彼はその様子を確認すると羽織った白衣を翻し僕に手招きをする。
なんだか追っかけないと恐ろしいことが起こる気がする・・・そんな憎悪感に襲われ僕は吸わされていたソファーから立ち上がった。
それにしても殺風景な部屋だ。
壁紙は模様一つ、シミ一つ無し。で、2つのソファーは真っ赤でその中央に置かれたテーブルは足までがガラスのガラステーブル。
どういうセンスなのかわからないがここの主はそんな趣味なのらしい。主はあの変態なのだろうか。
“学校”という単語に妙に引っかかったがそこはほっとくとする。

「俺は雛乃沙紀っていうから、あ一応だけど男。男だから名前だけで変な誤解しないでね。雛乃って呼んでもらえれば結構。よろしくね歩くん」
「あ、よろしくお願いします。」
女みたいな名前だ。雛乃?どっかで聞いたことのあるフレーズだったのだがそのうち説明をうけるはず。
あとさっきの“うちの子”とは何だったのだろう、気になる。
なんで僕の名前を知ってる?
・・・・・。

すでにさきほどまでの空間が見えなくなるくらいの距離まで歩いてきていた。靴音は止む気配がない。
「あの、どこまで・・・」
「あと五分くらいかな?兎に角、面白いから。きっと君なら喜べるはず」
「はぁ・・・」
この人なんなんだろう。
見た目だけだといかにも研究者って感じがするけどなんだかオーラとかが怪しいし一応今のところは正体不明。
とりあえずついていって何かあったら刺す・・・いや、どこかわからないから危険かもしれない。どうしよ・・・。

首の包帯がじめじめして湿ってきた。
蒸し暑い上にじめじめ湿るなんてなんて不幸な自分。
中身がどうなってるかなんて今までのでだいだい想像はつくが、記憶がまったく無いのでそれも当たってるかどうかなんてわかんないし。
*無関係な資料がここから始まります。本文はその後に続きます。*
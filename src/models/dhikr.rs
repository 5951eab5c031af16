use chrono::{DateTime, Duration, Local, NaiveDate, NaiveDateTime, NaiveTime, Utc};
use serde::{Deserialize, Serialize};

#[derive(Debug, Clone, PartialEq, Serialize, Deserialize)]
#[serde(rename_all = "camelCase")]
pub struct DhikrItem {
    pub id: u32,
    pub arabic: String,
    pub translation: String,
    pub virtue: String,
    pub target: u32,
    pub count: u32,
    pub last_updated: DateTime<Utc>,
}

/// Outcome of a single tap on a counter.
#[derive(Debug, Clone, Copy, PartialEq, Eq)]
pub enum Increment {
    Counted(u32),
    /// This tap reached the target.
    Completed,
    AlreadyComplete,
}

impl DhikrItem {
    pub fn is_complete(&self) -> bool {
        self.count >= self.target
    }

    pub fn increment(&mut self, now: DateTime<Utc>) -> Increment {
        if self.is_complete() {
            return Increment::AlreadyComplete;
        }
        self.count = (self.count + 1).min(self.target);
        self.last_updated = now;
        if self.is_complete() {
            Increment::Completed
        } else {
            Increment::Counted(self.count)
        }
    }

    pub fn reset(&mut self, now: DateTime<Utc>) {
        self.count = 0;
        self.last_updated = now;
    }

    pub fn ratio(&self) -> f64 {
        if self.target == 0 {
            return 1.0;
        }
        (self.count as f64 / self.target as f64).min(1.0)
    }

    /// Counts belong to the local day they were last touched on.
    pub fn is_stale(&self, today: NaiveDate) -> bool {
        self.last_updated.with_timezone(&Local).date_naive() < today
    }
}

const BUILTINS: &[(u32, &str, &str, &str, u32)] = &[
    (
        1,
        "سُبْحَانَ اللَّهِ",
        "Glory be to Allah",
        "Whoever says it a hundred times a day has his sins wiped away, even if they are like the foam of the sea.",
        33,
    ),
    (
        2,
        "الْحَمْدُ لِلَّهِ",
        "All praise is due to Allah",
        "Alhamdulillah fills the scales.",
        33,
    ),
    (
        3,
        "اللَّهُ أَكْبَرُ",
        "Allah is the Greatest",
        "Completes the tasbih of Fatimah after each prayer.",
        34,
    ),
    (
        4,
        "أَسْتَغْفِرُ اللَّهَ",
        "I seek forgiveness from Allah",
        "Allah makes for whoever holds to istighfar a way out of every distress.",
        100,
    ),
    (
        5,
        "لَا إِلَٰهَ إِلَّا اللَّهُ",
        "There is no god but Allah",
        "The best remembrance is la ilaha illallah.",
        100,
    ),
    (
        6,
        "اللَّهُمَّ صَلِّ عَلَى مُحَمَّدٍ",
        "O Allah, send blessings upon Muhammad",
        "Whoever sends one blessing upon the Prophet receives ten from Allah.",
        10,
    ),
];

pub fn default_items(now: DateTime<Utc>) -> Vec<DhikrItem> {
    BUILTINS
        .iter()
        .map(|(id, arabic, translation, virtue, target)| DhikrItem {
            id: *id,
            arabic: arabic.to_string(),
            translation: translation.to_string(),
            virtue: virtue.to_string(),
            target: *target,
            count: 0,
            last_updated: now,
        })
        .collect()
}

/// Next daily reminder at `hour`:00 local time, today if still ahead,
/// otherwise tomorrow.
pub fn next_reminder(now: NaiveDateTime, hour: u32) -> NaiveDateTime {
    let at = NaiveTime::from_hms_opt(hour.min(23), 0, 0).unwrap_or(NaiveTime::MIN);
    let today = now.date().and_time(at);
    if now < today {
        today
    } else {
        today + Duration::days(1)
    }
}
ようやく目当ての部屋まで来たらしい。突き当たりはまだまだ先だが、主力となるところはここらしくて“研究室”と書かれた古めかしい看板が斜めになりながらも提げられていた。
中からは小さな物音がする。人がいるらしい、よかった。
雛乃が扉を外側に開けると安っぽい蛍光灯の光が僕の目を攻撃した。
「・・・面白味もないですけど」
「ここがメインのわけないでしょ、ねぇ近藤くん?」
雛乃が声をかけた先の近藤と呼ばれた男は一回肩をビクリと震わせこちらを見た。
彼は雛乃の顔色を確認しているのか目をキョロキョロさせながらポケットから一枚の寂れた鍵を取り出す。
すると奥のなんだか何かありげな扉の前へスタスタ歩いていきそこの鍵穴にそれを差し込んだ。
ガチャリという音と共にロックが解除される。なんなんだろう、わくわくと少しの嫌悪感と不安といろいろがごちゃごちゃしてく・・・。